As the social scientists of modern society, sociologists find themselves in a peculiar situation. Human civilization appears on the brink of collapse; the ravages of global capitalism are turning natural and social orders upside down. Some theorists are declaring the “end of history,” while others wonder if humans will soon become extinct. People find themselves increasingly shouldering burdens on their own, strangers to themselves and others. Struggles for recognition and identity are forged in harsh landscapes of social dislocation and inequality. The relationship of the individual to the state atrophies as governmental power becomes at once more remote and absolutely terrifying. How are we as sociologists expected to theorize under such circumstances?

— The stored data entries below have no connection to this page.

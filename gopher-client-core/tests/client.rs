use std::collections::HashMap;
use std::sync::atomic::{AtomicUsize, Ordering};
use std::sync::{Arc, Mutex};
use std::time::Duration;

use gopher_client_core::{
    ClientError, GopherClient, GopherError, GopherUrl, ItemType, RequestOptions, Resource,
    ResponseCache,
};
use tokio::io::{AsyncBufReadExt, AsyncWriteExt, BufReader};
use tokio::net::TcpListener;

const MENU: &[u8] = b"iWelcome\tfake\t(NULL)\t0\r\n\
0About\t/dir/about.txt\t127.0.0.1\t70\r\n\
1Sub\t/dir/sub\t127.0.0.1\t70\r\n\
.\r\n";

/// A tiny Gopher server answering from a selector table. Unknown selectors
/// get an error item, like most real servers send.
struct TestServer {
    port: u16,
    connections: Arc<AtomicUsize>,
    requests: Arc<Mutex<Vec<String>>>,
}

impl TestServer {
    async fn start(routes: &[(&str, &'static [u8])]) -> TestServer {
        let routes: HashMap<String, &'static [u8]> =
            routes.iter().map(|(k, v)| (k.to_string(), *v)).collect();
        let routes = Arc::new(routes);
        let listener = TcpListener::bind("127.0.0.1:0").await.unwrap();
        let port = listener.local_addr().unwrap().port();
        let connections = Arc::new(AtomicUsize::new(0));
        let requests = Arc::new(Mutex::new(Vec::new()));

        let conn_count = connections.clone();
        let seen = requests.clone();
        tokio::spawn(async move {
            loop {
                let Ok((socket, _)) = listener.accept().await else {
                    break;
                };
                conn_count.fetch_add(1, Ordering::SeqCst);
                let routes = routes.clone();
                let seen = seen.clone();
                tokio::spawn(async move {
                    let (read, mut write) = socket.into_split();
                    let mut line = String::new();
                    if BufReader::new(read).read_line(&mut line).await.is_err() {
                        return;
                    }
                    let selector = line.trim_end_matches(['\r', '\n']).to_string();
                    seen.lock().unwrap().push(selector.clone());
                    let body: &[u8] = routes
                        .get(&selector)
                        .copied()
                        .unwrap_or(b"3Not found\t\terror.host\t1\r\n.\r\n");
                    let _ = write.write_all(body).await;
                    let _ = write.shutdown().await;
                });
            }
        });

        TestServer {
            port,
            connections,
            requests,
        }
    }

    fn url(&self, path: &str) -> GopherUrl {
        GopherUrl::parse(&format!("gopher://127.0.0.1:{}{}", self.port, path)).unwrap()
    }

    fn connections(&self) -> usize {
        self.connections.load(Ordering::SeqCst)
    }

    fn requests(&self) -> Vec<String> {
        self.requests.lock().unwrap().clone()
    }
}

fn options() -> RequestOptions {
    RequestOptions {
        timeout: Duration::from_secs(5),
        ..Default::default()
    }
}

fn cached_client(dir: &std::path::Path) -> GopherClient {
    let cache = ResponseCache::open(dir, 1024 * 1024, Duration::from_secs(3600)).unwrap();
    GopherClient::new(options(), Some(cache))
}

#[tokio::test]
async fn directory_comes_back_as_menu() {
    let server = TestServer::start(&[("/dir", MENU)]).await;
    let client = GopherClient::new(options(), None);

    let resource = client.get_resource(&server.url("/1/dir")).await.unwrap();
    let items = resource.menu().unwrap();

    assert_eq!(items.len(), 3);
    assert!(items[0].is_info());
    assert_eq!(items[1].item_type, ItemType::TextFile);
    assert_eq!(items[1].selector, "/dir/about.txt");
    assert_eq!(items[2].item_type, ItemType::Directory);
    assert!(items.iter().all(|i| i.parent == "/dir"));
    assert_eq!(server.requests(), vec!["/dir"]);
}

#[tokio::test]
async fn untyped_root_is_a_menu() {
    let server = TestServer::start(&[("", MENU)]).await;
    let client = GopherClient::new(options(), None);

    let resource = client
        .get_url(&format!("gopher://127.0.0.1:{}", server.port))
        .await
        .unwrap();
    assert_eq!(resource.menu().map(|m| m.len()), Some(3));
}

#[tokio::test]
async fn text_comes_back_as_raw_bytes() {
    let server = TestServer::start(&[("/notes.txt", b"hello\r\nworld\r\n.\r\n")]).await;
    let client = GopherClient::new(options(), None);

    let resource = client.get_resource(&server.url("/0/notes.txt")).await.unwrap();
    assert_eq!(resource, Resource::Document(b"hello\r\nworld\r\n.\r\n".to_vec()));

    let text = client.get_text(&server.url("/0/notes.txt")).await.unwrap();
    assert_eq!(text, "hello\r\nworld\r\n");
}

#[tokio::test]
async fn second_fetch_is_served_from_cache() {
    let server = TestServer::start(&[("/dir", MENU)]).await;
    let dir = tempfile::tempdir().unwrap();
    let client = cached_client(dir.path());
    let url = server.url("/1/dir");

    let first = client.get_resource(&url).await.unwrap();
    let second = client.get_resource(&url).await.unwrap();

    assert_eq!(first, second);
    assert_eq!(server.connections(), 1);
    assert_eq!(client.cache().unwrap().len(), 1);
}

#[tokio::test]
async fn without_cache_every_fetch_connects() {
    let server = TestServer::start(&[("/dir", MENU)]).await;
    let client = GopherClient::new(options(), None);
    let url = server.url("/1/dir");

    client.get_resource(&url).await.unwrap();
    client.get_resource(&url).await.unwrap();

    assert_eq!(server.connections(), 2);
}

#[tokio::test]
async fn interactive_items_never_connect() {
    let server = TestServer::start(&[]).await;
    let client = GopherClient::new(options(), None);

    let err = client.get_resource(&server.url("/8/session")).await.unwrap_err();
    assert!(matches!(err, ClientError::NeedsInput(ItemType::Telnet)));

    let err = client.get_resource(&server.url("/7/search")).await.unwrap_err();
    assert!(matches!(err, ClientError::NeedsInput(ItemType::SearchServer)));

    tokio::time::sleep(Duration::from_millis(50)).await;
    assert_eq!(server.connections(), 0);
}

#[tokio::test]
async fn search_sends_query_after_tab() {
    let results: &[u8] = b"0Hit\t/hits/1\t127.0.0.1\t70\r\n.\r\n";
    let server = TestServer::start(&[("/find\trust gopher", results)]).await;
    let client = GopherClient::new(options(), None);

    let items = client
        .search(&server.url("/7/find"), "rust gopher")
        .await
        .unwrap();

    assert_eq!(items.len(), 1);
    assert_eq!(items[0].display, "Hit");
    assert_eq!(server.requests(), vec!["/find\trust gopher"]);

    // A query in the URL itself works the same way.
    let via_url = client
        .get_resource(&server.url("/7/find?rust gopher"))
        .await
        .unwrap();
    assert_eq!(via_url.menu().map(|m| m.len()), Some(1));
}

#[tokio::test]
async fn search_without_query_needs_input() {
    let server = TestServer::start(&[]).await;
    let client = GopherClient::new(options(), None);

    let err = client.search(&server.url("/7/find"), "").await.unwrap_err();
    assert!(matches!(err, ClientError::NeedsInput(ItemType::SearchServer)));
}

#[tokio::test]
async fn refused_connection_is_a_connection_error() {
    let listener = TcpListener::bind("127.0.0.1:0").await.unwrap();
    let port = listener.local_addr().unwrap().port();
    drop(listener);

    let client = GopherClient::new(options(), None);
    let err = client
        .get_url(&format!("gopher://127.0.0.1:{}/1/", port))
        .await
        .unwrap_err();
    assert!(matches!(err, ClientError::Gopher(GopherError::Connection(_))));
}

#[tokio::test]
async fn broken_cache_does_not_fail_the_fetch() {
    let server = TestServer::start(&[("/dir", MENU)]).await;
    let dir = tempfile::tempdir().unwrap();
    let cache_dir = dir.path().join("cache");
    let client = cached_client(&cache_dir);
    std::fs::remove_dir_all(&cache_dir).unwrap();

    let resource = client.get_resource(&server.url("/1/dir")).await.unwrap();
    assert_eq!(resource.menu().map(|m| m.len()), Some(3));
    assert!(client.cache().unwrap().is_empty());
}

#[tokio::test]
async fn save_streams_into_sink_and_skips_cache() {
    let body: &[u8] = b"\x00\x01binary\xffpayload";
    let server = TestServer::start(&[("/blob.bin", body)]).await;
    let dir = tempfile::tempdir().unwrap();
    let client = cached_client(dir.path());

    let mut sink = Vec::new();
    let written = client
        .save_resource(&server.url("/9/blob.bin"), &mut sink)
        .await
        .unwrap();

    assert_eq!(written, body.len() as u64);
    assert_eq!(sink, body);
    assert!(client.cache().unwrap().is_empty());
}

#[tokio::test]
async fn save_to_file() {
    let body: &[u8] = b"GIF89a not really";
    let server = TestServer::start(&[("/pic.gif", body)]).await;
    let dir = tempfile::tempdir().unwrap();
    let path = dir.path().join("pic.gif");
    let client = GopherClient::new(options(), None);

    let mut file = tokio::fs::File::create(&path).await.unwrap();
    client
        .save_resource(&server.url("/g/pic.gif"), &mut file)
        .await
        .unwrap();
    drop(file);

    assert_eq!(std::fs::read(&path).unwrap(), body);
}

#[tokio::test]
async fn cached_menu_survives_reopen() {
    let server = TestServer::start(&[("/dir", MENU)]).await;
    let dir = tempfile::tempdir().unwrap();
    let url = server.url("/1/dir");

    {
        let client = cached_client(dir.path());
        client.get_resource(&url).await.unwrap();
    }

    let client = cached_client(dir.path());
    let resource = client.get_resource(&url).await.unwrap();
    assert_eq!(resource.menu().map(|m| m.len()), Some(3));
    assert_eq!(server.connections(), 1);
}

#[tokio::test]
async fn per_call_bypass_skips_cache_both_ways() {
    let server = TestServer::start(&[("/dir", MENU)]).await;
    let dir = tempfile::tempdir().unwrap();
    let client = cached_client(dir.path());
    let url = server.url("/1/dir");

    client.get_resource_with(&url, false).await.unwrap();
    assert!(client.cache().unwrap().is_empty());

    client.get_resource(&url).await.unwrap();
    client.get_resource_with(&url, false).await.unwrap();
    assert_eq!(server.connections(), 3);

    client.get_resource(&url).await.unwrap();
    assert_eq!(server.connections(), 3);
}
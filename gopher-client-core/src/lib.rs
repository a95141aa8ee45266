pub mod cache;
pub mod client;
pub mod config;
pub mod menu;
pub mod protocol;
pub mod tls;
pub mod types;
pub mod url;

pub use cache::{CacheEntry, CacheError, ResponseCache};
pub use client::{ClientError, GopherClient, Resource};
pub use config::{ConfigError, GopherConfig};
pub use menu::{document_text, parse_menu, parse_menu_under};
pub use protocol::{
    create_connection, receive_response, request_gopher_resource, save_gopher_resource,
    send_request, GopherError, RequestOptions, ResponseStream, SaveError,
};
pub use types::{GopherItem, ItemType};
pub use url::{build_gopher_url, is_gopher_url, parse_gopher_url, GopherUrl, UrlError};
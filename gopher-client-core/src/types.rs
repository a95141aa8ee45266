use serde::{Deserialize, Serialize};

use crate::url::GopherUrl;

/// Item type codes as used on the wire (RFC 1436 plus the common extensions).
#[derive(Debug, Clone, Copy, PartialEq, Eq, Hash, Serialize, Deserialize)]
pub enum ItemType {
    TextFile,
    Directory,
    CsoPhoneBook,
    Error,
    BinHex,
    DosBinary,
    Uuencoded,
    SearchServer,
    Telnet,
    BinaryFile,
    RedundantServer,
    Tn3270Session,
    GifImage,
    ImageFile,
    SoundFile,
    Html,
    Information,
    Document,
    Pdf,
    Calendar,
    /// A code this client has no entry for. Servers in the wild use plenty.
    Unknown(char),
}

const KNOWN_CODES: &[(char, ItemType)] = &[
    ('0', ItemType::TextFile),
    ('1', ItemType::Directory),
    ('2', ItemType::CsoPhoneBook),
    ('3', ItemType::Error),
    ('4', ItemType::BinHex),
    ('5', ItemType::DosBinary),
    ('6', ItemType::Uuencoded),
    ('7', ItemType::SearchServer),
    ('8', ItemType::Telnet),
    ('9', ItemType::BinaryFile),
    ('+', ItemType::RedundantServer),
    ('T', ItemType::Tn3270Session),
    ('g', ItemType::GifImage),
    ('I', ItemType::ImageFile),
    ('s', ItemType::SoundFile),
    ('h', ItemType::Html),
    ('i', ItemType::Information),
    ('d', ItemType::Document),
    ('P', ItemType::Pdf),
    ('c', ItemType::Calendar),
];

impl From<char> for ItemType {
    fn from(c: char) -> Self {
        ItemType::from_code(c).unwrap_or(ItemType::Unknown(c))
    }
}

impl ItemType {
    /// Look up a code in the registry; `None` for codes with no entry.
    pub fn from_code(c: char) -> Option<ItemType> {
        KNOWN_CODES
            .iter()
            .find(|(code, _)| *code == c)
            .map(|(_, itype)| *itype)
    }

    pub fn to_char(&self) -> char {
        match self {
            ItemType::Unknown(c) => *c,
            known => KNOWN_CODES
                .iter()
                .find(|(_, itype)| itype == known)
                .map(|(code, _)| *code)
                .unwrap_or('?'),
        }
    }

    pub fn is_known(&self) -> bool {
        !matches!(self, ItemType::Unknown(_))
    }

    pub fn name(&self) -> &'static str {
        match self {
            ItemType::TextFile => "Text File",
            ItemType::Directory => "Directory",
            ItemType::CsoPhoneBook => "CSO Phone Book",
            ItemType::Error => "Error",
            ItemType::BinHex => "BinHex File",
            ItemType::DosBinary => "DOS Binary",
            ItemType::Uuencoded => "UUEncoded File",
            ItemType::SearchServer => "Search Server",
            ItemType::Telnet => "Telnet Session",
            ItemType::BinaryFile => "Binary File",
            ItemType::RedundantServer => "Redundant Server",
            ItemType::Tn3270Session => "TN3270 Session",
            ItemType::GifImage => "GIF Image",
            ItemType::ImageFile => "Image File",
            ItemType::SoundFile => "Sound File",
            ItemType::Html => "HTML File",
            ItemType::Information => "Information",
            ItemType::Document => "Document",
            ItemType::Pdf => "PDF Document",
            ItemType::Calendar => "Calendar",
            ItemType::Unknown(_) => "Unknown",
        }
    }

    pub fn mime(&self) -> &'static str {
        match self {
            ItemType::TextFile
            | ItemType::Directory
            | ItemType::Error
            | ItemType::Information
            | ItemType::Document => "text/plain",
            ItemType::Html => "text/html",
            ItemType::BinHex => "application/mac-binhex40",
            ItemType::Uuencoded => "text/x-uuencode",
            ItemType::GifImage => "image/gif",
            ItemType::ImageFile => "image/unknown",
            ItemType::SoundFile => "audio/unknown",
            ItemType::Pdf => "application/pdf",
            ItemType::Calendar => "text/calendar",
            _ => "application/octet-stream",
        }
    }

    /// Default file extension (with dot) for saving an item of this type.
    pub fn extension(&self) -> &'static str {
        match self {
            ItemType::TextFile | ItemType::Directory | ItemType::Error | ItemType::Information => {
                ".txt"
            }
            ItemType::Html => ".html",
            ItemType::BinHex => ".hqx",
            ItemType::Uuencoded => ".uue",
            ItemType::GifImage => ".gif",
            ItemType::ImageFile => ".img",
            ItemType::SoundFile => ".snd",
            ItemType::Pdf => ".pdf",
            ItemType::Document => ".doc",
            ItemType::Calendar => ".ics",
            _ => ".bin",
        }
    }

    pub fn is_text(&self) -> bool {
        matches!(
            self,
            ItemType::TextFile | ItemType::Directory | ItemType::Error | ItemType::Information
        )
    }

    pub fn is_binary(&self) -> bool {
        matches!(
            self,
            ItemType::BinHex
                | ItemType::DosBinary
                | ItemType::Uuencoded
                | ItemType::BinaryFile
                | ItemType::GifImage
                | ItemType::ImageFile
                | ItemType::SoundFile
                | ItemType::Pdf
        )
    }

    /// Types that open a session or need user input. These are never fetched
    /// as passive content.
    pub fn is_interactive(&self) -> bool {
        matches!(
            self,
            ItemType::CsoPhoneBook
                | ItemType::SearchServer
                | ItemType::Telnet
                | ItemType::Tn3270Session
        )
    }
}

/// One entry of a directory listing.
#[derive(Debug, Clone, PartialEq, Eq, Serialize, Deserialize)]
pub struct GopherItem {
    pub item_type: ItemType,
    pub display: String,
    pub selector: String,
    pub host: String,
    pub port: u16,
    /// Selector of the listing this item was read from.
    pub parent: String,
}

impl GopherItem {
    pub fn is_info(&self) -> bool {
        self.item_type == ItemType::Information
    }

    pub fn to_menu_line(&self) -> String {
        format!(
            "{}{}\t{}\t{}\t{}",
            self.item_type.to_char(),
            self.display,
            self.selector,
            self.host,
            self.port
        )
    }

    /// The URL this item links to. Information lines link nowhere.
    pub fn to_url(&self, use_ssl: bool) -> Option<GopherUrl> {
        if self.is_info() || self.host.is_empty() {
            return None;
        }
        Some(GopherUrl::new(
            &self.host,
            self.port,
            Some(self.item_type),
            &self.selector,
            use_ssl,
            "",
        ))
    }
}
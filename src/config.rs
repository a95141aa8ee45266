use std::path::{Path, PathBuf};

use anyhow::{Context, Result};

use gopher_client_core::GopherConfig;

/// Settings given on the command line; each one wins over the file.
#[derive(Debug, Default)]
pub struct Overrides {
    pub no_cache: bool,
    pub timeout: Option<u64>,
    pub ssl: bool,
    pub use_ipv6: Option<bool>,
}

/// A loaded config plus what happened on the way. Logging isn't set up
/// until the config says at which level, so the caller reports these.
#[derive(Debug)]
pub struct Loaded {
    pub config: GopherConfig,
    pub path: Option<PathBuf>,
    /// Default locations that exist but failed to parse.
    pub skipped: Vec<(PathBuf, String)>,
}

/// Read `explicit` if given, otherwise the first default location that parses.
///
/// A missing or broken default file falls back to built-in defaults. An
/// explicit file has to exist and parse.
pub fn load(explicit: Option<&Path>) -> Result<Loaded> {
    load_from(explicit, &candidate_paths())
}

fn load_from(explicit: Option<&Path>, candidates: &[PathBuf]) -> Result<Loaded> {
    if let Some(path) = explicit {
        let content = std::fs::read_to_string(path)
            .with_context(|| format!("Failed to read config {}", path.display()))?;
        let config = toml::from_str(&content)
            .with_context(|| format!("Failed to parse config {}", path.display()))?;
        return Ok(Loaded {
            config,
            path: Some(path.to_path_buf()),
            skipped: Vec::new(),
        });
    }

    let mut skipped = Vec::new();
    for path in candidates {
        if let Ok(content) = std::fs::read_to_string(path) {
            match toml::from_str::<GopherConfig>(&content) {
                Ok(config) => {
                    return Ok(Loaded {
                        config,
                        path: Some(path.clone()),
                        skipped,
                    })
                }
                Err(e) => skipped.push((path.clone(), e.to_string())),
            }
        }
    }
    Ok(Loaded {
        config: GopherConfig::default(),
        path: None,
        skipped,
    })
}

pub fn apply(config: &mut GopherConfig, overrides: &Overrides) {
    if overrides.no_cache {
        config.cache.enabled = false;
    }
    if let Some(timeout) = overrides.timeout {
        config.gopher.timeout = timeout;
    }
    if overrides.ssl {
        config.gopher.use_ssl = true;
    }
    if overrides.use_ipv6.is_some() {
        config.gopher.use_ipv6 = overrides.use_ipv6;
    }
}

fn candidate_paths() -> Vec<PathBuf> {
    let home = match std::env::var("HOME") {
        Ok(h) => PathBuf::from(h),
        Err(_) => return Vec::new(),
    };

    vec![home.join(".gopher-client.toml")]
}

#[cfg(test)]
mod tests {
    use super::*;
    use std::io::Write;

    #[test]
    fn explicit_file_is_loaded() {
        let mut file = tempfile::NamedTempFile::new().unwrap();
        writeln!(file, "[gopher]\ntimeout = 7\n\n[cache]\nmax_size_mb = 5").unwrap();

        let loaded = load(Some(file.path())).unwrap();
        assert_eq!(loaded.path.as_deref(), Some(file.path()));
        let config = loaded.config;
        assert_eq!(config.gopher.timeout, 7);
        assert_eq!(config.cache.max_size_mb, 5);
        assert!(config.cache.enabled);
    }

    #[test]
    fn explicit_file_must_exist_and_parse() {
        let dir = tempfile::tempdir().unwrap();
        assert!(load(Some(&dir.path().join("missing.toml"))).is_err());

        let mut file = tempfile::NamedTempFile::new().unwrap();
        writeln!(file, "[gopher\ntimeout = ").unwrap();
        assert!(load(Some(file.path())).is_err());
    }

    #[test]
    fn broken_default_file_is_reported() {
        let dir = tempfile::tempdir().unwrap();
        let broken = dir.path().join("broken.toml");
        let good = dir.path().join("good.toml");
        let missing = dir.path().join("missing.toml");
        std::fs::write(&broken, "[gopher\ntimeout = ").unwrap();
        std::fs::write(&good, "[gopher]\ntimeout = 9\n").unwrap();

        let loaded = load_from(None, &[missing.clone(), broken.clone()]).unwrap();
        assert_eq!(loaded.config, GopherConfig::default());
        assert_eq!(loaded.path, None);
        assert_eq!(loaded.skipped.len(), 1);
        assert_eq!(loaded.skipped[0].0, broken);

        let loaded = load_from(None, &[broken.clone(), good.clone()]).unwrap();
        assert_eq!(loaded.config.gopher.timeout, 9);
        assert_eq!(loaded.path, Some(good));
        assert_eq!(loaded.skipped.len(), 1);
    }

    #[test]
    fn flags_override_file() {
        let mut config = GopherConfig::default();
        config.gopher.use_ipv6 = Some(true);
        apply(
            &mut config,
            &Overrides {
                no_cache: true,
                timeout: Some(3),
                ssl: true,
                use_ipv6: Some(false),
            },
        );
        assert!(!config.cache.enabled);
        assert_eq!(config.gopher.timeout, 3);
        assert!(config.gopher.use_ssl);
        assert_eq!(config.gopher.use_ipv6, Some(false));

        let mut config = GopherConfig::default();
        config.gopher.use_ipv6 = Some(true);
        apply(&mut config, &Overrides::default());
        assert_eq!(config.gopher.use_ipv6, Some(true));
        assert!(config.cache.enabled);
    }
}
use std::io::{self, IsTerminal, Write};
use std::path::Path;

use anyhow::{bail, Context, Result};
use serde_json::{json, Value};

use gopher_client_core::menu::document_text;
use gopher_client_core::{is_gopher_url, GopherClient, GopherItem, GopherUrl, ItemType, Resource};

/// Determine whether output should be JSON.
/// JSON is used when: --json flag is set, OR stdout is not a terminal (piped).
pub fn use_json(flag: bool) -> bool {
    flag || !io::stdout().is_terminal()
}

fn type_indicator(item_type: ItemType) -> &'static str {
    match item_type {
        ItemType::Directory => "[+]",
        ItemType::TextFile => "[T]",
        ItemType::SearchServer => "[?]",
        ItemType::Html => "[H]",
        ItemType::Error => "[!]",
        ItemType::Telnet | ItemType::Tn3270Session => "[>]",
        ItemType::GifImage | ItemType::ImageFile => "[I]",
        ItemType::Information => "   ",
        _ => "[.]",
    }
}

fn item_json(item: &GopherItem, use_ssl: bool) -> Value {
    json!({
        "type": item.item_type.to_char().to_string(),
        "kind": item.item_type.name(),
        "display": item.display,
        "selector": item.selector,
        "host": item.host,
        "port": item.port,
        "url": item.to_url(use_ssl).map(|u| u.to_string()),
    })
}

fn print_items(items: &[GopherItem], use_ssl: bool, json: bool) -> Result<()> {
    if json {
        let items: Vec<Value> = items.iter().map(|i| item_json(i, use_ssl)).collect();
        println!("{}", serde_json::to_string_pretty(&items)?);
    } else {
        for item in items {
            if item.is_info() {
                println!("      {}", item.display);
            } else {
                let target = item
                    .to_url(use_ssl)
                    .map(|u| u.to_string())
                    .unwrap_or_default();
                println!(
                    "{} {:<40} {}",
                    type_indicator(item.item_type),
                    item.display,
                    target
                );
            }
        }
    }
    Ok(())
}

/// Print a structured error and exit with code 1.
pub fn handle_error(err: anyhow::Error, json: bool) -> ! {
    if json {
        let msg = format!("{:#}", err);
        eprintln!("{}", json!({ "error": msg }));
    } else {
        eprintln!("error: {:#}", err);
    }
    std::process::exit(1);
}

fn parse_url(url: &str) -> Result<GopherUrl> {
    GopherUrl::parse(url).with_context(|| format!("Invalid gopher URL: {}", url))
}

pub async fn fetch(client: &GopherClient, url: &str, json: bool) -> Result<()> {
    let url = parse_url(url)?;
    match client.get_resource(&url).await? {
        Resource::Menu(items) => print_items(&items, url.use_ssl(), json),
        Resource::Document(data) => print_document(&url, &data, json),
    }
}

fn print_document(url: &GopherUrl, data: &[u8], json: bool) -> Result<()> {
    let textual = url.item_type().map_or(true, |t| t.is_text() || !t.is_known());

    if json {
        let mut out = json!({ "url": url.to_string(), "size": data.len() });
        if textual {
            out["content"] = Value::String(document_text(data));
        }
        println!("{}", out);
        return Ok(());
    }

    if textual {
        let text = document_text(data);
        print!("{}", text);
        // Ensure trailing newline for clean shell output
        if !text.ends_with('\n') {
            println!();
        }
    } else {
        let mut stdout = io::stdout().lock();
        stdout.write_all(data)?;
        stdout.flush()?;
    }
    Ok(())
}

pub async fn search(client: &GopherClient, url: &str, query: &str, json: bool) -> Result<()> {
    let url = parse_url(url)?;
    if query.is_empty() {
        bail!("A search query is required");
    }
    let items = client.search(&url, query).await?;
    print_items(&items, url.use_ssl(), json)
}

pub async fn save(client: &GopherClient, url: &str, path: &Path, json: bool) -> Result<()> {
    let url = parse_url(url)?;
    let mut file = tokio::fs::File::create(path)
        .await
        .with_context(|| format!("Failed to create {}", path.display()))?;
    let written = client.save_resource(&url, &mut file).await?;

    if json {
        println!(
            "{}",
            json!({ "ok": true, "url": url.to_string(), "path": path.display().to_string(), "bytes": written })
        );
    } else {
        println!("Saved {} bytes to {}", written, path.display());
    }
    Ok(())
}

/// Report whether `url` is a gopher URL. Returns false so the caller can exit
/// non-zero.
pub fn check(url: &str, json: bool) -> bool {
    let valid = is_gopher_url(url);
    if json {
        let mut out = json!({ "url": url, "valid": valid });
        if let Ok(parsed) = GopherUrl::parse(url) {
            out["host"] = json!(parsed.host());
            out["port"] = json!(parsed.port());
            out["selector"] = json!(parsed.selector());
            out["type"] = json!(parsed.item_type().map(|t| t.name()));
            out["ssl"] = json!(parsed.use_ssl());
        }
        println!("{}", out);
    } else if valid {
        println!("{} is a gopher URL", url);
    } else {
        println!("{} is not a gopher URL", url);
    }
    valid
}

pub fn cache_clear(client: &GopherClient, json: bool) -> Result<()> {
    let Some(cache) = client.cache() else {
        bail!("Cache is disabled");
    };
    let entries = cache.len();
    cache.clear()?;
    if json {
        println!("{}", json!({ "ok": true, "cleared": entries }));
    } else {
        println!("Cleared {} cached entries", entries);
    }
    Ok(())
}

pub fn cache_stats(client: &GopherClient, json: bool) -> Result<()> {
    let Some(cache) = client.cache() else {
        bail!("Cache is disabled");
    };
    let purged = cache.purge_expired();
    if json {
        println!(
            "{}",
            json!({
                "directory": cache.dir().display().to_string(),
                "entries": cache.len(),
                "bytes": cache.total_size(),
                "max_bytes": cache.max_size(),
                "expiration_secs": cache.expiration().as_secs(),
                "purged": purged,
            })
        );
    } else {
        println!("Directory:  {}", cache.dir().display());
        println!("Entries:    {}", cache.len());
        println!("Size:       {} / {} bytes", cache.total_size(), cache.max_size());
        println!("Expiration: {}h", cache.expiration().as_secs() / 3600);
        if purged > 0 {
            println!("Purged {} expired entries", purged);
        }
    }
    Ok(())
}

#[cfg(test)]
mod tests {
    use super::*;

    #[test]
    fn indicators() {
        assert_eq!(type_indicator(ItemType::Directory), "[+]");
        assert_eq!(type_indicator(ItemType::Information), "   ");
        assert_eq!(type_indicator(ItemType::Unknown('X')), "[.]");
    }

    #[test]
    fn item_json_carries_link() {
        let item = GopherItem {
            item_type: ItemType::TextFile,
            display: "About".to_string(),
            selector: "/about.txt".to_string(),
            host: "example.com".to_string(),
            port: 70,
            parent: String::new(),
        };
        let value = item_json(&item, false);
        assert_eq!(value["type"], "0");
        assert_eq!(value["url"], "gopher://example.com/0/about.txt");

        let info = GopherItem {
            item_type: ItemType::Information,
            ..item
        };
        assert!(item_json(&info, false)["url"].is_null());
    }
}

What implications result for the mission of sociology as a discipline and area of study? What political initiatives, if any, can counter these trends?
This chapter provides an immanent critique of sociology as a profession, vocation, and critical practice. Sociology today (in the US and around the globe) faces fierce social, economic, and political headwinds. The discipline continues to be a perilous choice as a vocation for independent researchers as much as the shrinking professoriate. Yet while the traditional functions of sociology are thrown into doubt, there has been an increase in critical practices on the part of some sociologists. As institutional norms, values, and traditions continue to be challenged, there will be passionate debates about the production of social worlds and the validity claims involved in such creation. Sociologists must play an active role in such discourse. Sociology is needed today as a mode of intervention as much as occupational status system or method of inquiry.
I would like the thank the helpful comments of Harry Dahms, Lawrence Hazelrigg, Daniel Kavish, and attendees at the “Sociology between a Profession and Vocation” session of the annual Southern Sociological Society in Greenville, SC (March 30–April 1, 2017), where an earlier draft of this chapter was presented.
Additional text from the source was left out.